DKRZ data catalog#
The DKRZ data catalog is a bottom-up collection of catalogs generated by DKRZ data hosts to allow DKRZ users to find and make use of their data.
The DKRZ data catalog repository contains all tools to create, host and build services around the dkrz data catalog.
Features#
All DKRZ users can easily contribute to make their data more FAIR
Catalog entries become visible and machine-readable for the whole world
Data sources can be easily configured so that they can be easily loaded into the work environment
Both self-maintenance and automated services are enabled to collect and update catalogs
Become part of the DKRZ data catalog and extend your potential data user community!
Usage#
The repository is fully open so that it is possible to load the catalog from the web via gitlab´s raw link.
APIs and GUIs#
You can open the catalog via
intake.open_catalog("https://gitlab.dkrz.de/data-infrastructure-services/intake-catalog/-/raw/main/dkrz.yaml")
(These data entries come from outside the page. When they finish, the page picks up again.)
//! Checks that every dated asset directory has a post to go with it.

use regex::Regex;
use std::fmt;
use std::fs::read_dir;
use std::io;
use std::path::{Path, PathBuf};
use tracing::info;

/// Asset directories whose names start with a `YYYY-MM-DD-` date belong to a
/// post.
const DATED_PATTERN: &str = r"^\d{4}-\d{2}-\d{2}-";

/// For each directory directly under `assets_directory` whose name starts
/// with a date, requires `{posts_directory}/{name}.md` to be a file. Returns
/// the posts found, sorted. Fails with [`Error::MissingPost`] naming every
/// missing post.
pub fn verify(assets_directory: &Path, posts_directory: &Path) -> Result<Vec<PathBuf>> {
    let dated = Regex::new(DATED_PATTERN)?;
    let annotate = |err: io::Error| Error::Io {
        path: assets_directory.to_owned(),
        err,
    };

    let mut posts = Vec::new();
    let mut missing = Vec::new();
    for result in read_dir(assets_directory).map_err(annotate)? {
        let entry = result.map_err(annotate)?;
        if !entry.file_type().map_err(annotate)?.is_dir() {
            continue;
        }
        let file_name = entry.file_name();
        let name = file_name.to_string_lossy();
        if !dated.is_match(&name) {
            continue;
        }
        let post = posts_directory.join(format!("{}.md", name));
        if post.is_file() {
            posts.push(post);
        } else {
            missing.push(post);
        }
    }

    if !missing.is_empty() {
        missing.sort();
        return Err(Error::MissingPost(missing));
    }

    posts.sort();
    info!("discovered {} asset directories for posts", posts.len());
    Ok(posts)
}

/// The result of a verification.
pub type Result<T> = std::result::Result<T, Error>;

/// Represents a failed verification.
#[derive(Debug)]
pub enum Error {
    /// Returned when dated asset directories have no matching post.
    MissingPost(Vec<PathBuf>),

    /// Returned when the assets directory can't be listed.
    Io { path: PathBuf, err: io::Error },

    /// Returned if the directory pattern fails to compile.
    Regex(regex::Error),
}

impl fmt::Display for Error {
    /// Displays an [`Error`] as human-readable text.
    fn fmt(&self, f: &mut fmt::Formatter) -> fmt::Result {
        match self {
            Error::MissingPost(posts) => {
                write!(f, "missing post")?;
                if posts.len() > 1 {
                    write!(f, "s")?;
                }
                for (i, post) in posts.iter().enumerate() {
                    let sep = if i == 0 { ": " } else { ", " };
                    write!(f, "{}{}", sep, post.display())?;
                }
                Ok(())
            }
            Error::Io { path, err } => {
                write!(f, "listing `{}`: {}", path.display(), err)
            }
            Error::Regex(err) => err.fmt(f),
        }
    }
}

impl std::error::Error for Error {
    /// Implements the [`std::error::Error`] trait for [`Error`].
    fn source(&self) -> Option<&(dyn std::error::Error + 'static)> {
        match self {
            Error::MissingPost(_) => None,
            Error::Io { path: _, err } => Some(err),
            Error::Regex(err) => Some(err),
        }
    }
}

impl From<regex::Error> for Error {
    fn from(err: regex::Error) -> Error {
        Error::Regex(err)
    }
}
//! ffmagic: run FreeFem++ cell scripts through the real interpreter and hand
//! back displayable plot files.

pub mod cli;
pub mod config;
pub mod display;
pub mod error;
pub mod handlers;
pub mod process;
pub mod staging;

pub use config::{Config, ImageBackend};
pub use display::DisplayHandle;
pub use error::{Error, Result};
use std::path::PathBuf;

use clap::Parser;

#[derive(Parser, Debug, Clone)]
#[command(name = "ffmagic", about = "Run FreeFem++ cell scripts and display their plots", version)]
pub struct Cli {
    /// Execute an existing .edp script instead of the piped cell body.
    #[arg(value_name = "FF_FILE")]
    pub ff_file: Option<PathBuf>,

    /// Convert the named plot file to PNG and display it.
    #[arg(short = 'd', long, visible_alias = "dp", value_name = "IMAGE")]
    pub display: Option<PathBuf>,

    /// Convert the named plot file to SVG and display it.
    #[arg(long, visible_alias = "dsvg", value_name = "IMAGE")]
    pub displaysvg: Option<PathBuf>,

    /// Save the cell body as <NAME>.edp instead of a temporary file.
    #[arg(short = 'w', long, value_name = "NAME")]
    pub write: Option<String>,
}

impl Cli {
    pub fn parse() -> Self {
        <Self as Parser>::parse()
    }
}

#[cfg(test)]
mod tests {
    use super::*;

    #[test]
    fn long_and_alias_forms_parse_alike() {
        let long = Cli::try_parse_from(["ffmagic", "--display", "plot.eps"]).expect("long flag");
        let alias = Cli::try_parse_from(["ffmagic", "--dp", "plot.eps"]).expect("alias flag");
        assert_eq!(long.display, Some(PathBuf::from("plot.eps")));
        assert_eq!(alias.display, long.display);

        let svg = Cli::try_parse_from(["ffmagic", "--dsvg", "mesh.eps"]).expect("svg alias");
        assert_eq!(svg.displaysvg, Some(PathBuf::from("mesh.eps")));
    }

    #[test]
    fn positional_write_and_shorts_parse() {
        let args =
            Cli::try_parse_from(["ffmagic", "poisson.edp", "-w", "session", "-d", "plot.eps"])
                .expect("full invocation");
        assert_eq!(args.ff_file, Some(PathBuf::from("poisson.edp")));
        assert_eq!(args.write.as_deref(), Some("session"));
        assert_eq!(args.display, Some(PathBuf::from("plot.eps")));
        assert_eq!(args.displaysvg, None);
    }

    #[test]
    fn bare_invocation_has_no_source_or_flags() {
        let args = Cli::try_parse_from(["ffmagic"]).expect("no args");
        assert!(args.ff_file.is_none());
        assert!(args.display.is_none());
        assert!(args.displaysvg.is_none());
        assert!(args.write.is_none());
    }
}
//! External tool invocation: the FreeFem++ interpreter and the image
//! converter. All calls block until the child exits and capture its full
//! output.

use std::ffi::OsString;
use std::path::{Path, PathBuf};
use std::process::{Command, Stdio};

use tracing::{debug, info};

use crate::config::Config;
use crate::error::{Error, Result};

/// Batch-mode flags handed to every interpreter run: no window pauses, no
/// graphics windows, no banner echo of the script.
const INTERPRETER_FLAGS: &[&str] = &["-nowait", "-nw", "-ne"];

/// Runs the configured external tools against staged or user files.
#[derive(Debug, Clone)]
pub struct ToolRunner {
    interpreter: String,
    converter: String,
}

impl ToolRunner {
    pub fn from_config(config: &Config) -> Self {
        Self {
            interpreter: config.interpreter().to_string(),
            converter: config.converter().to_string(),
        }
    }

    /// Execute one script through the interpreter and return its captured
    /// stdout. The script file must already exist.
    pub fn run_script(&self, script: &Path) -> Result<String> {
        ensure_exists(script)?;
        let mut cmd = Command::new(&self.interpreter);
        cmd.args(INTERPRETER_FLAGS).arg(script);
        self.capture(&self.interpreter, cmd)
    }

    /// Convert a plot file to PNG next to the input (`plot.eps` becomes
    /// `plot.eps.png`) and return the output path.
    pub fn convert_raster(&self, image: &Path) -> Result<PathBuf> {
        self.convert(image, "-e", "png")
    }

    /// Convert a plot file to SVG next to the input and return the output
    /// path.
    pub fn convert_vector(&self, image: &Path) -> Result<PathBuf> {
        self.convert(image, "-l", "svg")
    }

    fn convert(&self, image: &Path, out_flag: &str, ext: &str) -> Result<PathBuf> {
        ensure_exists(image)?;
        let out = appended_extension(image, ext);
        let mut cmd = Command::new(&self.converter);
        cmd.arg("-z").arg("-f").arg(image).arg(out_flag).arg(&out);
        self.capture(&self.converter, cmd)?;
        Ok(out)
    }

    fn capture(&self, program: &str, mut cmd: Command) -> Result<String> {
        debug!(command = ?cmd, "running external tool");
        let output = cmd
            .stdin(Stdio::null())
            .stdout(Stdio::piped())
            .stderr(Stdio::piped())
            .output()
            .map_err(|source| Error::Spawn {
                program: program.to_string(),
                source,
            })?;

        let stdout = String::from_utf8_lossy(&output.stdout).into_owned();
        if !output.stderr.is_empty() {
            debug!(stderr = %String::from_utf8_lossy(&output.stderr), "tool stderr");
        }

        if !output.status.success() {
            return Err(Error::ToolFailure {
                tool: program.to_string(),
                status: output.status,
                stdout,
            });
        }
        if !stdout.is_empty() {
            info!(tool = %program, transcript = %stdout, "tool output");
        }
        Ok(stdout)
    }
}

fn ensure_exists(path: &Path) -> Result<()> {
    if path.exists() {
        Ok(())
    } else {
        Err(Error::FileNotFound(path.to_path_buf()))
    }
}

/// `plot.eps` + `png` -> `plot.eps.png`. The original extension is kept so
/// distinct plots never collide after conversion.
fn appended_extension(path: &Path, ext: &str) -> PathBuf {
    let mut name = OsString::from(path.as_os_str());
    name.push(".");
    name.push(ext);
    PathBuf::from(name)
}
. It is planned to set a short link for that in near future.This repo is also cloned under
/pool/data/catalog
on Levante’s file system
Design#
Catalogs are yaml files that should be openable by a catalog software tool like intake. They are nested in a flat hierarchy and should point to sub- and parent catalogs.
At top level, it distinguishes between
data lake:
Purpose: An unordered, open collection of data sources that allows easy ingestion of new data sources by merge requests but can contain redundancies.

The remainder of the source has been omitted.